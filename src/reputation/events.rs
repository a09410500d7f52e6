//! Event log of committed reputation transitions
//!
//! Bounded in-memory ring: oldest events are dropped once `max_events` is
//! exceeded. Only successful transitions are recorded.

use serde::{Deserialize, Serialize};
use std::collections::VecDeque;

use super::ledger::Vote;
use super::types::{CategoryId, CategoryName, Principal, Timestamp};

pub const DEFAULT_MAX_EVENTS: usize = 10_000;

#[derive(Debug, Clone, PartialEq, Eq, Serialize, Deserialize)]
#[serde(tag = "type", rename_all = "snake_case")]
pub enum ReputationEventKind {
    ReputationInitialized {
        user: Principal,
        /// `false` when the record already existed
        created: bool,
    },
    CategoryAdded {
        category_id: CategoryId,
        name: CategoryName,
    },
    AttestationRecorded {
        sender: Principal,
        target: Principal,
        vote: Vote,
        category_id: CategoryId,
        score: u8,
    },
    DecayApplied {
        user: Principal,
        retention_percent: u64,
        score: u8,
    },
}

impl ReputationEventKind {
    /// Whether `user` is a party to this event
    pub fn involves(&self, user: &Principal) -> bool {
        match self {
            ReputationEventKind::ReputationInitialized { user: u, .. } => u == user,
            ReputationEventKind::CategoryAdded { .. } => false,
            ReputationEventKind::AttestationRecorded { sender, target, .. } => {
                sender == user || target == user
            }
            ReputationEventKind::DecayApplied { user: u, .. } => u == user,
        }
    }
}

#[derive(Debug, Clone, PartialEq, Eq, Serialize, Deserialize)]
pub struct ReputationEvent {
    /// Strictly increasing, starts at 1
    pub sequence: u64,
    pub timestamp: Timestamp,
    #[serde(flatten)]
    pub kind: ReputationEventKind,
}

#[derive(Debug, Clone)]
pub struct EventLog {
    events: VecDeque<ReputationEvent>,
    max_events: usize,
    next_sequence: u64,
}

impl Default for EventLog {
    fn default() -> Self {
        Self::new(DEFAULT_MAX_EVENTS)
    }
}

impl EventLog {
    pub fn new(max_events: usize) -> Self {
        Self {
            events: VecDeque::new(),
            max_events: max_events.max(1),
            next_sequence: 1,
        }
    }

    pub fn record(&mut self, timestamp: Timestamp, kind: ReputationEventKind) -> u64 {
        let sequence = self.next_sequence;
        self.next_sequence += 1;

        self.events.push_back(ReputationEvent {
            sequence,
            timestamp,
            kind,
        });

        while self.events.len() > self.max_events {
            self.events.pop_front();
        }

        sequence
    }

    /// Newest first
    pub fn recent(&self, limit: usize) -> Vec<ReputationEvent> {
        self.events.iter().rev().take(limit).cloned().collect()
    }

    /// Newest first
    pub fn for_user(&self, user: &Principal, limit: usize) -> Vec<ReputationEvent> {
        self.events
            .iter()
            .rev()
            .filter(|event| event.kind.involves(user))
            .take(limit)
            .cloned()
            .collect()
    }

    pub fn len(&self) -> usize {
        self.events.len()
    }

    pub fn is_empty(&self) -> bool {
        self.events.is_empty()
    }
}

#[cfg(test)]
mod tests {
    use super::*;

    fn p(name: &str) -> Principal {
        Principal::new(name).unwrap()
    }

    fn init(user: &str) -> ReputationEventKind {
        ReputationEventKind::ReputationInitialized {
            user: p(user),
            created: true,
        }
    }

    #[test]
    fn test_ring_evicts_oldest() {
        let mut log = EventLog::new(2);
        log.record(1, init("a"));
        log.record(2, init("b"));
        log.record(3, init("c"));

        let recent = log.recent(10);
        assert_eq!(log.len(), 2);
        assert_eq!(recent[0].sequence, 3);
        assert_eq!(recent[1].sequence, 2);
    }

    #[test]
    fn test_for_user_filters_parties() {
        let mut log = EventLog::default();
        log.record(1, init("alice"));
        log.record(
            2,
            ReputationEventKind::AttestationRecorded {
                sender: p("alice"),
                target: p("bob"),
                vote: Vote::Positive,
                category_id: 1,
                score: 100,
            },
        );
        log.record(
            3,
            ReputationEventKind::CategoryAdded {
                category_id: 2,
                name: CategoryName::new("ops").unwrap(),
            },
        );

        assert_eq!(log.for_user(&p("alice"), 10).len(), 2);
        assert_eq!(log.for_user(&p("bob"), 10).len(), 1);
        assert_eq!(log.for_user(&p("carol"), 10).len(), 0);
        assert_eq!(log.recent(1)[0].timestamp, 3);
    }

    #[test]
    fn test_event_json_shape() {
        let event = ReputationEvent {
            sequence: 7,
            timestamp: 99,
            kind: ReputationEventKind::DecayApplied {
                user: p("bob"),
                retention_percent: 95,
                score: 100,
            },
        };
        let json = serde_json::to_value(&event).unwrap();
        assert_eq!(json["type"], "decay_applied");
        assert_eq!(json["sequence"], 7);
        assert_eq!(json["user"], "bob");
    }
}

# # # # # # #

WHAT YOU NEED TO DO: A complete, exact copy of the records is what is needed.

ANSWER SECTION:
filename src/reputation/events.rs
repository a09410500d7f52e6
//! Event log of committed reputation transitions
//!
//! Bounded in-memory ring: oldest events are dropped once `max_events` is
//! exceeded. Only successful transitions are recorded.

use serde::{Deserialize, Serialize};
use std::collections::VecDeque;

use super::ledger::Vote;
use super::types::{CategoryId, CategoryName, Principal, Timestamp};

pub const DEFAULT_MAX_EVENTS: usize = 10_000;

#[derive(Debug, Clone, PartialEq, Eq, Serialize, Deserialize)]
#[serde(tag = "type", rename_all = "snake_case")]
pub enum ReputationEventKind {
    ReputationInitialized {
        user: Principal,
        /// `false` when the record already existed
        created: bool,
    },
    CategoryAdded {
        category_id: CategoryId,
        name: CategoryName,
    },
    AttestationRecorded {
        sender: Principal,
        target: Principal,
        vote: Vote,
        category_id: CategoryId,
        score: u8,
    },
    DecayApplied {
        user: Principal,
        retention_percent: u64,
        score: u8,
    },
}

impl ReputationEventKind {
    /// Whether `user` is a party to this event
    pub fn involves(&self, user: &Principal) -> bool {
        match self {
            ReputationEventKind::ReputationInitialized { user: u, .. } => u == user,
            ReputationEventKind::CategoryAdded { .. } => false,
            ReputationEventKind::AttestationRecorded { sender, target, .. } => {
                sender == user || target == user
            }
            ReputationEventKind::DecayApplied { user: u, .. } => u == user,
        }
    }
}

#[derive(Debug, Clone, PartialEq, Eq, Serialize, Deserialize)]
pub struct ReputationEvent {
    /// Strictly increasing, starts at 1
    pub sequence: u64,
    pub timestamp: Timestamp,
    #[serde(flatten)]
    pub kind: ReputationEventKind,
}

#[derive(Debug, Clone)]
pub struct EventLog {
    events: VecDeque<ReputationEvent>,
    max_events: usize,
    next_sequence: u64,
}

impl Default for EventLog {
    fn default() -> Self {
        Self::new(DEFAULT_MAX_EVENTS)
    }
}

impl EventLog {
    pub fn new(max_events: usize) -> Self {
        Self {
            events: VecDeque::new(),
            max_events: max_events.max(1),
            next_sequence: 1,
        }
    }

    pub fn record(&mut self, timestamp: Timestamp, kind: ReputationEventKind) -> u64 {
        let sequence = self.next_sequence;
        self.next_sequence += 1;

        self.events.push_back(ReputationEvent {
            sequence,
            timestamp,
            kind,
        });

        while self.events.len() > self.max_events {
            self.events.pop_front();
        }

        sequence
    }

    /// Newest first
    pub fn recent(&self, limit: usize) -> Vec<ReputationEvent> {
        self.events.iter().rev().take(limit).cloned().collect()
    }

    /// Newest first
    pub fn for_user(&self, user: &Principal, limit: usize) -> Vec<ReputationEvent> {
        self.events
            .iter()
            .rev()
            .filter(|event| event.kind.involves(user))
            .take(limit)
            .cloned()
            .collect()
    }

    pub fn len(&self) -> usize {
        self.events.len()
    }

    pub fn is_empty(&self) -> bool {
        self.events.is_empty()
    }
}

#[cfg(test)]
mod tests {
    use super::*;

    fn p(name: &str) -> Principal {
        Principal::new(name).unwrap()
    }

    fn init(user: &str) -> ReputationEventKind {
        ReputationEventKind::ReputationInitialized {
            user: p(user),
            created: true,
        }
    }

    #[test]
    fn test_ring_evicts_oldest() {
        let mut log = EventLog::new(2);
        log.record(1, init("a"));
        log.record(2, init("b"));
        log.record(3, init("c"));

        let recent = log.recent(10);
        assert_eq!(log.len(), 2);
        assert_eq!(recent[0].sequence, 3);
        assert_eq!(recent[1].sequence, 2);
    }

    #[test]
    fn test_for_user_filters_parties() {
        let mut log = EventLog::default();
        log.record(1, init("alice"));
        log.record(
            2,
            ReputationEventKind::AttestationRecorded {
                sender: p("alice"),
                target: p("bob"),
                vote: Vote::Positive,
                category_id: 1,
                score: 100,
            },
        );
        log.record(
            3,
            ReputationEventKind::CategoryAdded {
                category_id: 2,
                name: CategoryName::new("ops").unwrap(),
            },
        );

        assert_eq!(log.for_user(&p("alice"), 10).len(), 2);
        assert_eq!(log.for_user(&p("bob"), 10).len(), 1);
        assert_eq!(log.for_user(&p("carol"), 10).len(), 0);
        assert_eq!(log.recent(1)[0].timestamp, 3);
    }

    #[test]
    fn test_event_json_shape() {
        let event = ReputationEvent {
            sequence: 7,
            timestamp: 99,
            kind: ReputationEventKind::DecayApplied {
                user: p("bob"),
                retention_percent: 95,
                score: 100,
            },
        };
        let json = serde_json::to_value(&event).unwrap();
        assert_eq!(json["type"], "decay_applied");
        assert_eq!(json["sequence"], 7);
        assert_eq!(json["user"], "bob");
    }
}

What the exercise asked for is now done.